The Cocteau Twins carved an unique niche for itself for the better part of two decades, crafting textural dirges rich in both atmospherics and vocal histrionics. The robotic and detached percussion aside, this band made beautiful music with the strangest combination of heavily affected guitars, wildly impassioned vocals, and New Order-ish bass lines. Elizabeth Fraser’s voice is cold yet angelic and she flexes it in all the right places, giving the music an added edginess and tension. The swirling guitars are layered beneath Fraser’s lyrical wail and bassist Simon Raymonde plods methodically with articulate and emotional undercurrents.
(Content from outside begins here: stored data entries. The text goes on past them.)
//! Error types for skerry-vm.

use thiserror::Error;

/// Result type alias for skerry-vm operations.
pub type Result<T> = std::result::Result<T, VmError>;

/// Errors that can occur while launching or controlling a hypervisor process.
#[derive(Debug, Error)]
pub enum VmError {
    /// The launcher process could not be spawned
    #[error("failed to spawn hypervisor: {0}")]
    Spawn(String),

    /// The Firecracker API rejected a request or was unreachable
    #[error("hypervisor API error: {0}")]
    Api(String),

    /// Process is not in expected state
    #[error("invalid VM state: expected {expected}, got {actual}")]
    InvalidState { expected: String, actual: String },

    /// Configuration error
    #[error("configuration error: {0}")]
    Config(String),

    /// Signal delivery failed
    #[error("failed to signal pid {pid}: {source}")]
    Signal {
        pid: u32,
        #[source]
        source: nix::Error,
    },

    /// I/O error
    #[error("I/O error: {0}")]
    Io(#[from] std::io::Error),

    /// Timeout waiting for operation
    #[error("operation timed out after {0:?}")]
    Timeout(std::time::Duration),
}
The bulk of this material is culled from the John Peel sessions the band executed in the early 1980’s, most of which can be found on the band’s classic early EP’s, but the versions here seem more immediate and less labored than the originals. Twenty-three of the thirty songs span only two years, so we get little sense of the band’s growth throughout the 1980’s, which showed a transformation from the initial Banshee-like goth phase to its full wingspan of florid, multi-textured soundscapes. All of this, of course, centers on Fraser’s ever-enchanting vocal style, which sounds like a random accessing of syllables and phrases. Her “lyrics” are based on the sounds of the words rather than the meanings, and, sometimes, she simply utters nonsense in lieu of pinning herself down to a particular word. The result may look like gibberish on paper, but it sounds like nothing of the sort.
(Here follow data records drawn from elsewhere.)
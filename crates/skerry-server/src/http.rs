//! HTTP/JSON API.
//!
//! ## Endpoints
//!
//! - `POST /sandboxes` - Create a sandbox
//! - `GET /sandboxes` - List sandboxes
//! - `GET /sandboxes/:id` - Inspect a sandbox
//! - `DELETE /sandboxes/:id` - Delete a sandbox
//! - `GET /orphans` - List unregistered hypervisors
//! - `POST /orphans/purge` - Purge orphans
//! - `GET /health` - Health check

use crate::server::SkerryServer;
use crate::types::{
    CreateSandboxRequest, DeleteSandboxResponse, ErrorResponse, ListOrphansResponse,
    ListSandboxesResponse, PurgeOrphansRequest, PurgeOrphansResponse,
};
use axum::{
    extract::{Path, State},
    http::StatusCode,
    response::{IntoResponse, Json, Response},
    routing::{get, post},
    Router,
};
use skerry_core::{CoreError, SandboxSummary};
use tower_http::trace::TraceLayer;

/// A [`CoreError`] rendered as an HTTP response.
#[derive(Debug)]
pub struct ApiError(pub CoreError);

impl From<CoreError> for ApiError {
    fn from(e: CoreError) -> Self {
        Self(e)
    }
}

/// Status code and error class for `e`.
pub fn classify(e: &CoreError) -> (StatusCode, &'static str) {
    match e {
        CoreError::Validation(_) => (StatusCode::BAD_REQUEST, "validation"),
        CoreError::NotFound(_) => (StatusCode::NOT_FOUND, "not_found"),
        CoreError::AlreadyExists(_) => (StatusCode::CONFLICT, "already_exists"),
        CoreError::Ambiguous { .. } => (StatusCode::CONFLICT, "ambiguous"),
        CoreError::ResourceExhausted(_) => (StatusCode::SERVICE_UNAVAILABLE, "resource_exhausted"),
        CoreError::Timeout(_) => (StatusCode::GATEWAY_TIMEOUT, "timeout"),
        _ => (StatusCode::INTERNAL_SERVER_ERROR, "internal"),
    }
}

impl IntoResponse for ApiError {
    fn into_response(self) -> Response {
        let (status, kind) = classify(&self.0);
        if status.is_server_error() {
            tracing::error!(error = %self.0, kind, "Request failed");
        } else {
            tracing::debug!(error = %self.0, kind, "Request rejected");
        }
        let body = ErrorResponse {
            kind: kind.to_string(),
            message: self.0.to_string(),
        };
        (status, Json(body)).into_response()
    }
}

type ApiResult<T> = Result<T, ApiError>;

/// Build the HTTP router.
///
/// The returned router can be served directly with axum or composed
/// into a larger application.
pub fn build_router(server: SkerryServer) -> Router {
    tracing::debug!("Building HTTP router");

    Router::new()
        .route("/health", get(health_handler))
        .route("/sandboxes", post(create_handler).get(list_handler))
        .route("/sandboxes/:id", get(get_handler).delete(delete_handler))
        .route("/orphans", get(list_orphans_handler))
        .route("/orphans/purge", post(purge_orphans_handler))
        .layer(TraceLayer::new_for_http())
        .with_state(server)
}

/// Health check endpoint.
async fn health_handler() -> impl IntoResponse {
    tracing::trace!("Health check request");
    Json(serde_json::json!({
        "status": "healthy",
        "service": "skerry-server"
    }))
}

async fn create_handler(
    State(server): State<SkerryServer>,
    Json(req): Json<CreateSandboxRequest>,
) -> ApiResult<(StatusCode, Json<SandboxSummary>)> {
    let sandbox = server.create(req).await?;
    Ok((StatusCode::CREATED, Json(sandbox.summary())))
}

async fn list_handler(State(server): State<SkerryServer>) -> Json<ListSandboxesResponse> {
    let mut sandboxes: Vec<SandboxSummary> = server
        .service()
        .list()
        .await
        .iter()
        .map(|s| s.summary())
        .collect();
    sandboxes.sort_by(|a, b| a.created_at.cmp(&b.created_at));
    Json(ListSandboxesResponse { sandboxes })
}

async fn get_handler(
    State(server): State<SkerryServer>,
    Path(id): Path<String>,
) -> ApiResult<Json<SandboxSummary>> {
    let sandbox = server.service().get(&id).await?;
    Ok(Json(sandbox.summary()))
}

async fn delete_handler(
    State(server): State<SkerryServer>,
    Path(id): Path<String>,
) -> ApiResult<Json<DeleteSandboxResponse>> {
    let cleanup_errors = match server.service().delete(&id).await {
        Ok(()) => Vec::new(),
        Err(CoreError::PartialFailure(failures)) => {
            tracing::warn!(sandbox_id = %id, error = %failures, "Sandbox deleted with cleanup errors");
            failures.iter().map(ToString::to_string).collect()
        }
        Err(e) => return Err(e.into()),
    };
    Ok(Json(DeleteSandboxResponse {
        sandbox_id: id,
        cleanup_errors,
    }))
}

async fn list_orphans_handler(State(server): State<SkerryServer>) -> ApiResult<Json<ListOrphansResponse>> {
    let orphans = server.service().list_orphans().await?;
    Ok(Json(ListOrphansResponse { orphans }))
}

async fn purge_orphans_handler(
    State(server): State<SkerryServer>,
    Json(req): Json<PurgeOrphansRequest>,
) -> ApiResult<Json<PurgeOrphansResponse>> {
    let results = server.service().purge_orphans(&req.sandbox_ids).await?;
    Ok(Json(PurgeOrphansResponse { results }))
}

/// Start the HTTP server.
///
/// This function runs until the server is shut down via the provided
/// shutdown signal.
pub async fn serve(
    server: SkerryServer,
    addr: std::net::SocketAddr,
    shutdown: impl std::future::Future<Output = ()> + Send + 'static,
) -> Result<(), std::io::Error> {
    let router = build_router(server);

    tracing::info!(%addr, "Starting HTTP server");

    let listener = tokio::net::TcpListener::bind(addr).await?;
    tracing::debug!(%addr, "TCP listener bound");

    axum::serve(listener, router)
        .with_graceful_shutdown(shutdown)
        .await
}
Detractors of the band focus on its lack of compositional direction, citing the heavy use of electronic rhythms, but the Cocteau Twins’ music is engaging not for its ebb and flow but for its precarious balance of tension and splendor. This BBC Sessions also includes some rarities like an old Saturday Night Live appearance from late 1983 and a previously unreleased cover of “Strange Fruit” made famous by Billie Holiday. The end of the second disc gives a brief glimpse of some of the band’s far-underrated work from 1996, which sadly may be the last new material we ever get from the Cocteau Twins as the band has officially announced an open-ended hiatus. Despite the fact that this collection of BBC Sessions skips a huge portion of the band’s career (from 1985-1995), it still represents what the Cocteau Twins set out to do, which was to make gloriously florid and hauntingly beautiful music within the confines of pop structure, and it should prevent the band from ever falling into obscurity.